Fair scheduler fairness question

2010-03-10 Thread Neo Anderson
I am learning how fair scheduler manage the jobs to allow each job share 
resource over time; but don't know if my understanding is correct or not. 

My scenario is that I have 3 data nodes and the cluster is configured using 
fair scheduler with three pools launched (e.g. A, B, C). Each pool is 
configured with 'maxRunningJobs1/maxRunningJobs.' Now the clients try to 
submit 4 jobs (e.g. submitjob()) to 3 differt pools. For instance, 

the first job is submitted to pool A
the second job is submitted to pool B
the third job is submitted to pool B
the fourth job is submitted to pool C

So I expect that the first 3 jobs will occupy the free slots (the slots should 
be fool now.) Then the fourth job is submitted.
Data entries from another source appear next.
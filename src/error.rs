//! Error types used by the preload runtime and resource providers.
//!
//! This module defines two main error enums:
//!
//! - [`PreloadError`]: errors raised by the runtime itself (pools, controllers, registry).
//! - [`LoadError`]: errors raised by a [`Provider`](crate::Provider) while loading a unit.
//!
//! Both types provide helper methods (`as_label`, `as_message`) for logging/metrics
//! and additional utilities such as [`LoadError::is_retryable`].

use thiserror::Error;

use crate::resources::ResourceKind;

/// # Errors produced by the preload runtime.
///
/// Initialization-path errors propagate to the caller of the relevant `initialize_*`
/// call. Steady-state replenishment errors never reach the caller of `take`/`show`;
/// they are reported through the event bus instead.
#[non_exhaustive]
#[derive(Error, Debug, Clone, PartialEq)]
pub enum PreloadError {
    /// Out-of-range probability, malformed key or invalid configuration value.
    #[error("invalid argument: {reason}")]
    InvalidArgument {
        /// What was wrong with the input.
        reason: String,
    },

    /// A load cycle exhausted its retry ceiling.
    #[error("loading {kind}/{key} failed after {attempts} attempts: {reason}")]
    LoadFailure {
        /// Family of the resource.
        kind: ResourceKind,
        /// Resource key that failed to load.
        key: String,
        /// Number of attempts issued in this cycle.
        attempts: u32,
        /// Last provider error.
        reason: String,
    },

    /// Initial fill or provider bootstrap failed outside the retry path.
    #[error("initialization failed: {reason}")]
    Initialization {
        /// Underlying failure description.
        reason: String,
    },

    /// A live component already exists for this `(kind, key)` pair.
    #[error("a {kind} component for key {key:?} is already registered")]
    DuplicateKey {
        /// Family of the resource.
        kind: ResourceKind,
        /// Conflicting resource key.
        key: String,
    },

    /// `InitStrategy::NoAwait` was combined with a single-slot resource.
    #[error("strategy {strategy} cannot be used with a single-slot resource")]
    StrategyViolation {
        /// Label of the offending strategy.
        strategy: &'static str,
    },

    /// The component was disposed and can no longer load.
    #[error("{kind} component for key {key:?} is disposed")]
    Disposed {
        /// Family of the resource.
        kind: ResourceKind,
        /// Resource key of the disposed component.
        key: String,
    },

    /// The manager has been shut down and no longer accepts components.
    #[error("manager is shut down")]
    ShutDown,
}

impl PreloadError {
    /// Returns a short stable label (snake_case) for use in logs/metrics.
    ///
    /// # Example
    /// ```
    /// use preloadvisor::PreloadError;
    ///
    /// let err = PreloadError::InvalidArgument { reason: "chance=1.5".into() };
    /// assert_eq!(err.as_label(), "invalid_argument");
    /// ```
    pub fn as_label(&self) -> &'static str {
        match self {
            PreloadError::InvalidArgument { .. } => "invalid_argument",
            PreloadError::LoadFailure { .. } => "load_failure",
            PreloadError::Initialization { .. } => "initialization_failed",
            PreloadError::DuplicateKey { .. } => "duplicate_key",
            PreloadError::StrategyViolation { .. } => "strategy_violation",
            PreloadError::Disposed { .. } => "disposed",
            PreloadError::ShutDown => "shut_down",
        }
    }

    /// Returns a human-readable message with details about the error.
    pub fn as_message(&self) -> String {
        match self {
            PreloadError::InvalidArgument { reason } => format!("invalid argument: {reason}"),
            PreloadError::LoadFailure {
                kind,
                key,
                attempts,
                reason,
            } => format!("{kind}/{key}: gave up after {attempts} attempts ({reason})"),
            PreloadError::Initialization { reason } => format!("initialization: {reason}"),
            PreloadError::DuplicateKey { kind, key } => format!("duplicate {kind}/{key}"),
            PreloadError::StrategyViolation { strategy } => {
                format!("strategy {strategy} forbids single-slot resources")
            }
            PreloadError::Disposed { kind, key } => format!("{kind}/{key} is disposed"),
            PreloadError::ShutDown => "manager shut down".to_string(),
        }
    }

    pub(crate) fn invalid(reason: impl Into<String>) -> Self {
        PreloadError::InvalidArgument {
            reason: reason.into(),
        }
    }
}

/// # Errors produced by a resource provider.
///
/// Returned from [`Provider::load`](crate::Provider::load) and
/// [`Provider::initialize`](crate::Provider::initialize).
#[non_exhaustive]
#[derive(Error, Debug, Clone, PartialEq, Eq)]
pub enum LoadError {
    /// The request failed (network, internal SDK error, ...).
    #[error("load failed: {reason}")]
    Fail {
        /// The underlying error message.
        reason: String,
    },

    /// The provider had nothing to serve for this request.
    #[error("no fill")]
    NoFill,

    /// The provider is not initialized or has been torn down.
    #[error("provider not ready: {reason}")]
    NotReady {
        /// The underlying error message.
        reason: String,
    },
}

impl LoadError {
    /// Returns a short stable label (snake_case) for use in logs/metrics.
    ///
    /// # Example
    /// ```
    /// use preloadvisor::LoadError;
    ///
    /// assert_eq!(LoadError::NoFill.as_label(), "load_no_fill");
    /// ```
    pub fn as_label(&self) -> &'static str {
        match self {
            LoadError::Fail { .. } => "load_failed",
            LoadError::NoFill => "load_no_fill",
            LoadError::NotReady { .. } => "load_not_ready",
        }
    }

    /// Returns a human-readable message with details about the error.
    pub fn as_message(&self) -> String {
        match self {
            LoadError::Fail { reason } => format!("error: {reason}"),
            LoadError::NoFill => "no fill".to_string(),
            LoadError::NotReady { reason } => format!("not ready: {reason}"),
        }
    }

    /// Indicates whether the runtime may issue the load again.
    ///
    /// Returns `true` for [`LoadError::Fail`] and [`LoadError::NoFill`],
    /// `false` for [`LoadError::NotReady`].
    ///
    /// # Example
    /// ```
    /// use preloadvisor::LoadError;
    ///
    /// assert!(LoadError::Fail { reason: "timeout".into() }.is_retryable());
    /// assert!(!LoadError::NotReady { reason: "sdk".into() }.is_retryable());
    /// ```
    pub fn is_retryable(&self) -> bool {
        matches!(self, LoadError::Fail { .. } | LoadError::NoFill)
    }
}

#[cfg(test)]
mod tests {
    use super::*;

    #[test]
    fn test_labels_are_stable() {
        let err = PreloadError::DuplicateKey {
            kind: ResourceKind::Rewarded,
            key: "home".into(),
        };
        assert_eq!(err.as_label(), "duplicate_key");
        assert_eq!(err.as_message(), "duplicate rewarded/home");
        assert_eq!(
            PreloadError::StrategyViolation { strategy: "no_await" }.as_label(),
            "strategy_violation"
        );
    }

    #[test]
    fn test_load_failure_display() {
        let err = PreloadError::LoadFailure {
            kind: ResourceKind::Banner,
            key: "footer".into(),
            attempts: 4,
            reason: "no fill".into(),
        };
        assert_eq!(
            err.to_string(),
            "loading banner/footer failed after 4 attempts: no fill"
        );
    }
}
But since the slots are full, 
and the fourth job should also have a slot executing its job; therefore, the 
third job will be terminated (or kill) so that the fourth job can be launched. 

Is my scenario correct? 
And if I am right, is there any key word searchable in the log to observe such 
activites (the job that is being killed e.g. the third job)?

Thanks for help. 
I apprecaite any advice.












Re: Fair scheduler fairness question

2010-03-10 Thread Allen Wittenauer
On 3/10/10 7:38 AM, Neo Anderson javadeveloper...@yahoo.co.uk wrote:

 I am learning how fair scheduler manage the jobs to allow each job share
 resource over time; but don't know if my understanding is correct or not.
 
 My scenario is that I have 3 data nodes and the cluster is configured using
 fair scheduler with three pools launched (e.g. A, B, C). Each pool is
 configured with 'maxRunningJobs1/maxRunningJobs.' Now the clients try to
 submit 4 jobs (e.g. submitjob()) to 3 differt pools. For instance,
 
 the first job is submitted to pool A
 the second job is submitted to pool B
 the third job is submitted to pool B
 the fourth job is submitted to pool C
 
 So I expect that the first 3 jobs will occupy the free slots (the slots should
 be fool now.) Then the fourth job is submitted. But since the slots are full,
 and the fourth job should also have a slot executing its job; therefore, the
 third job will be terminated (or kill) so that the fourth job can be launched.
 
 Is my scenario correct?
 And if I am right, is there any key word searchable in the log to observe such
 activites (the job that is being killed e.g. the third job)?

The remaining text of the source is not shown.